The King is one of those subtly disquieting movies that often doesn’t get the attention it deserves because of a lesser known cast, or the fact it’s independent, or else…well, I’ve never understood why people ignore good films.
Released in 2005, The King was written and directed by James Marsh. Previous to this film, Marsh had directed a few films, but nothing of note. He currently has a documentary doing the art house theater tour called Man on Wire about the epic tight-rope walk of Philippe Petit’s between the World Trade Center towers.
This is the only writing credit to Marsh’s name according to imdb.com. If that information is, in fact, correct, it’s a shame we aren’t hearing more from him. The King is really a great drama.

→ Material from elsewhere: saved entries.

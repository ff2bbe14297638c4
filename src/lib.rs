mod dc;
mod error;
mod export;
mod factor;
mod fit;
mod kron;
mod loadcase;
mod network;
mod opt;
mod ptdf;
mod reduce;
mod select;
mod transaction;
mod ttc;
mod ybus;

pub mod debug;
pub mod math;
pub mod solver;
pub mod traits;

#[cfg(test)]
mod tests;

pub use dc::*;
pub use error::{ReductionError, Warning};
pub use export::*;
pub use factor::*;
pub use fit::*;
pub use kron::*;
pub use loadcase::*;
pub use network::*;
pub use opt::*;
pub use ptdf::*;
pub use reduce::*;
pub use select::*;
pub use transaction::*;
pub use ttc::*;
pub use ybus::*;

The film follows Elvis (Gael García Bernal) as he’s released from the Navy after three years of service. With a dead mother, and no real family to speak of, he heads off to find his white father (you see, Elvis was the result of unprotected sex that was paid for). When he finds his father David (William Hurt), he’s quickly sent away by the now pastor. The pastor has a new family, two kids (played by Paul Dano, and Pell James), he’s found Jesus, and has a wide following as a non-denominational preacher. He doesn’t explain to his family who exactly Elvis is, but explains that they shouldn’t ever speak to him. Rebuked, Elvis starts dating his daughter Malerie, and all the trouble begins.

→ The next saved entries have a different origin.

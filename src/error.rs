use crate::solver::SolveStatus;
use crate::transaction::Transaction;
use crate::opt::Formulation;
use std::fmt;
use thiserror::Error;

/// Fatal conditions that abort a reduction run.
#[derive(Debug, Error)]
pub enum ReductionError {
    #[error("invalid topology: {0}")]
    InvalidTopology(String),

    #[error("invalid transaction: bus {0} cannot transfer to itself")]
    InvalidTransaction(usize),

    #[error("bus {0} not found")]
    UnknownBus(usize),

    #[error("factorization failed: {0}")]
    Factorization(String),

    #[error("solver failed: {0}")]
    Solver(String),

    #[error("invalid option: {0}")]
    InvalidOption(String),
}

pub type Result<T> = std::result::Result<T, ReductionError>;

/// Recoverable conditions surfaced next to a result.
#[derive(Debug, Clone, PartialEq)]
pub enum Warning {
    /// A matrix could not be factored and its pseudoinverse was used instead.
    SingularMatrix { context: String, rcond: f64 },

    /// The capacity fit terminated without proving optimality. The returned
    /// capacities are whatever the solver produced.
    SolverNonOptimal {
        formulation: Formulation,
        status: SolveStatus,
    },

    /// Transaction excluded from the fit because its original TTC is unbounded.
    UnfittedTransaction(Transaction),
}

impl fmt::Display for Warning {
    fn fmt(&self, f: &mut fmt::Formatter<'_>) -> fmt::Result {
        match self {
            Warning::SingularMatrix { context, rcond } => write!(
                f,
                "{} is singular (rcond = {:e}), using pseudoinverse",
                context, rcond
            ),
            Warning::SolverNonOptimal {
                formulation,
                status,
            } => write!(f, "{} fit terminated with status {:?}", formulation, status),
            Warning::UnfittedTransaction(t) => {
                write!(f, "transaction {} has unbounded original TTC, not fitted", t)
            }
        }
    }
}

impl Warning {
    /// Logs the warning and hands it back, for use in `push(w.log())`.
    pub(crate) fn log(self) -> Self {
        log::warn!("{}", self);
        self
    }
}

The direction of this film is terrific. Those with ADD might have trouble with the time Marsh takes to set up his story, but those who are willing to give The King the chance it deserves will be greatly rewarded at the end. Bernal leads the cast with this disturbing portrayal of such a confused young man. And the film serves as a reminder of how the past can come back to haunt you, even if you found religion.